Activity —
Only a number is wanted: the count of lines in this listing that contain "PlannerSettings".

Start of Records for processing

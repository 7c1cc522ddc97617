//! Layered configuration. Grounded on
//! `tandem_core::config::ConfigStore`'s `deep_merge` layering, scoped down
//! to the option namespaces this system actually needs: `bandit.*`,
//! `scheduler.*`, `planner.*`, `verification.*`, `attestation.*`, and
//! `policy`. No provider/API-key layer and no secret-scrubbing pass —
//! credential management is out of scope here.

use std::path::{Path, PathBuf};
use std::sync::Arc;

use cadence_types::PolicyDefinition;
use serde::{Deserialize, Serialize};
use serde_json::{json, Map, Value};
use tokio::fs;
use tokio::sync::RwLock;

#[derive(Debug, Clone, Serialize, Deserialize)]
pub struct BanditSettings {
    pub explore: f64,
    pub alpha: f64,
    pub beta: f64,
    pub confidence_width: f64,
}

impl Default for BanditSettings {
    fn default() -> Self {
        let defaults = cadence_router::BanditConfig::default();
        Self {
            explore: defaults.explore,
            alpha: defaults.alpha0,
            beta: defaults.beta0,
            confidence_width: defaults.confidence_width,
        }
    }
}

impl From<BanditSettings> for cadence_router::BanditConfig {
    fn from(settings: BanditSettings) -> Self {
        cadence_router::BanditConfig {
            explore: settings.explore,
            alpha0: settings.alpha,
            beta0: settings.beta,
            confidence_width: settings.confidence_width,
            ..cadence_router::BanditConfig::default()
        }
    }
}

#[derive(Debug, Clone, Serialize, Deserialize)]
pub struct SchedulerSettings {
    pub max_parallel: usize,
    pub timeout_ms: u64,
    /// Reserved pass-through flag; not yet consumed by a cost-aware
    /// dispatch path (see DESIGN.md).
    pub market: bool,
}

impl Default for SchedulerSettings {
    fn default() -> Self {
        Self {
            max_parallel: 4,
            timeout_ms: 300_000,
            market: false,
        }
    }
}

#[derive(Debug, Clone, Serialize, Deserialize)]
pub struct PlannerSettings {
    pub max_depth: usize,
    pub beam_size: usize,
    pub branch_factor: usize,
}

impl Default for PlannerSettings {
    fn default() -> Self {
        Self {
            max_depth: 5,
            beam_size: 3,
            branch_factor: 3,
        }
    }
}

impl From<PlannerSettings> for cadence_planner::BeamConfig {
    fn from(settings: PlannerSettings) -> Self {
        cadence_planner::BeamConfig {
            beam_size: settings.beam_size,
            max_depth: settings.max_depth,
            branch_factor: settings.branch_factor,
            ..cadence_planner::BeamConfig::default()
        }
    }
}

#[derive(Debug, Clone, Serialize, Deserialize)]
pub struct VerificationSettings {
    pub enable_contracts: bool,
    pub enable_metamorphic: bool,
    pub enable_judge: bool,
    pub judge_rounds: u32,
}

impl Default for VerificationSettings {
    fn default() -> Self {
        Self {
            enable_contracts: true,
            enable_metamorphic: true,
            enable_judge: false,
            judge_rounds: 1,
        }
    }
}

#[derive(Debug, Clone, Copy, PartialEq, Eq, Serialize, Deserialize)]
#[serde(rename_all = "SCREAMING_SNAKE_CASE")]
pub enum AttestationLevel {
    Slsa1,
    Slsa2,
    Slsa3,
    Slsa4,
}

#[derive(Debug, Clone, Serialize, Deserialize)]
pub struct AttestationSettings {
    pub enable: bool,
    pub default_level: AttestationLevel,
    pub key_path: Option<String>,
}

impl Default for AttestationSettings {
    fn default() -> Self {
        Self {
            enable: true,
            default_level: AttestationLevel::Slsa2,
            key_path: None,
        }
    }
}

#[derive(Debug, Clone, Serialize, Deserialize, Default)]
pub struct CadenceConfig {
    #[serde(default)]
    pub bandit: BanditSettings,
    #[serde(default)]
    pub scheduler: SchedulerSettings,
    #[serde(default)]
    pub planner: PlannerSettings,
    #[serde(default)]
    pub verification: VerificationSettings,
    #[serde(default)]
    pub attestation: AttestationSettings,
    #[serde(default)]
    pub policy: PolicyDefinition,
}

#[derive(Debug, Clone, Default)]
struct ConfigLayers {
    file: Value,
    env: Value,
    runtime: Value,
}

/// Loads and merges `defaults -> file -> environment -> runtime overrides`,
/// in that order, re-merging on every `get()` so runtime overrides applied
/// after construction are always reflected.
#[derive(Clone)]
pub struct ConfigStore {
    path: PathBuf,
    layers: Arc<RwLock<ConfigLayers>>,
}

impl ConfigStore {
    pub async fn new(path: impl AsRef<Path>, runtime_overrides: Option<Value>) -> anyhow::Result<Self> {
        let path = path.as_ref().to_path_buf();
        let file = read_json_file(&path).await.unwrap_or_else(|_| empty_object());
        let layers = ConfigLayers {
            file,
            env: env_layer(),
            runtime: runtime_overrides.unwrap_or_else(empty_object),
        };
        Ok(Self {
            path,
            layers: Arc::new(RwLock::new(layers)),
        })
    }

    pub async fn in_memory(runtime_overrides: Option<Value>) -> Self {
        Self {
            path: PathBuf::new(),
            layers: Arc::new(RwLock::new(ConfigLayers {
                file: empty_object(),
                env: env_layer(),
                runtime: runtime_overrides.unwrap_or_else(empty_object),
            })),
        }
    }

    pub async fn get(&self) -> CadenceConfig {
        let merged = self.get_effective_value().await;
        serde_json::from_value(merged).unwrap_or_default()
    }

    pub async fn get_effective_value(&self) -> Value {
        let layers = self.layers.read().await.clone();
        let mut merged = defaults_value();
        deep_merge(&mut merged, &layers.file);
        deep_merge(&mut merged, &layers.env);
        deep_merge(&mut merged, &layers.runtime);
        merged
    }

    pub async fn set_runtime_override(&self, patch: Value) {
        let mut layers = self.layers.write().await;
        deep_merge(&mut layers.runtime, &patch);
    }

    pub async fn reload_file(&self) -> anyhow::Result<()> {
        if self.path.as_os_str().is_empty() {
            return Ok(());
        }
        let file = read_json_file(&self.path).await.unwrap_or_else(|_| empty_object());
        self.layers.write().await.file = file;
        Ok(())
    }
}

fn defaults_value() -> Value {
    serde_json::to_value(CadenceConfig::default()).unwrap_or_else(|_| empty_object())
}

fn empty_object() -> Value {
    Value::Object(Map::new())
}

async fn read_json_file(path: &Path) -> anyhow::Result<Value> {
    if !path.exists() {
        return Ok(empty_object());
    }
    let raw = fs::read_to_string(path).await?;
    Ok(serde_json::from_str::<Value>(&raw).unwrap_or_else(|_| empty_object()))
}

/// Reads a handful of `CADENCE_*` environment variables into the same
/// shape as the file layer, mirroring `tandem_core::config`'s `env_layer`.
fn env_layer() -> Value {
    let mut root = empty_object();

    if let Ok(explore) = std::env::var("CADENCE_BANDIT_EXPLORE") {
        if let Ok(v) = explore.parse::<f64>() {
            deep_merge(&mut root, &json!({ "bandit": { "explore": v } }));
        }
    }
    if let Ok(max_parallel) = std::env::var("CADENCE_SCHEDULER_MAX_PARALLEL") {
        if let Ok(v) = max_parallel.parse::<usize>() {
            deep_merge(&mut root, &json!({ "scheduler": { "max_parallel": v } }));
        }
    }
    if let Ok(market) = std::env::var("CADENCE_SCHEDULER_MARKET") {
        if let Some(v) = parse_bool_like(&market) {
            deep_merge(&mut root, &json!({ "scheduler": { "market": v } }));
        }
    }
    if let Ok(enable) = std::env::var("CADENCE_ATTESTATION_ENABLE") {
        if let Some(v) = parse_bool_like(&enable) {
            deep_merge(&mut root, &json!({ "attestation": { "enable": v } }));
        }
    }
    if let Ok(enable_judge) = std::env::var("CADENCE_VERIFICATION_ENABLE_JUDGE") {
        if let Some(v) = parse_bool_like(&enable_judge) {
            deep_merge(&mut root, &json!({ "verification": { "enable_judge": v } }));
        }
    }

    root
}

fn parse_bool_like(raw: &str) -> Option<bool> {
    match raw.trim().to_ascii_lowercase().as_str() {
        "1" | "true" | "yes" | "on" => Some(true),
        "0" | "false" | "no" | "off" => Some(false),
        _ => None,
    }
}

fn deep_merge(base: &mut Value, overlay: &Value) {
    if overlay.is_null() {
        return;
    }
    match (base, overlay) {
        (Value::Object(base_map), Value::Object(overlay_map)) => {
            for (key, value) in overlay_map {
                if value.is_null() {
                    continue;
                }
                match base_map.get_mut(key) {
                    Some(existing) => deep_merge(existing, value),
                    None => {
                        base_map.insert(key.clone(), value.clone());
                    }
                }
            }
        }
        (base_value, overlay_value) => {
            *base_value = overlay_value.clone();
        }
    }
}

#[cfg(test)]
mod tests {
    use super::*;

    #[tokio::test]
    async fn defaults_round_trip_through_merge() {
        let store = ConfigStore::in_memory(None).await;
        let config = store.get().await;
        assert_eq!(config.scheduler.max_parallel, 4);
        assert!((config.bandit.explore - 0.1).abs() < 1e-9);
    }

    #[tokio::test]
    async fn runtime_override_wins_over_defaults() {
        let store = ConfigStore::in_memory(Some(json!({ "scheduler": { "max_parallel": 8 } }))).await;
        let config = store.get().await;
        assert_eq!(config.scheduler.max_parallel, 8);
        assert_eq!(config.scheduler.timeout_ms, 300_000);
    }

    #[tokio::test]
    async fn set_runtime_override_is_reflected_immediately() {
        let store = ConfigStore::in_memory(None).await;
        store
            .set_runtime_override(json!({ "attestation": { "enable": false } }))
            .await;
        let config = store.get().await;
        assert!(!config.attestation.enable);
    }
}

End of Records for processing

Reply to the task —
5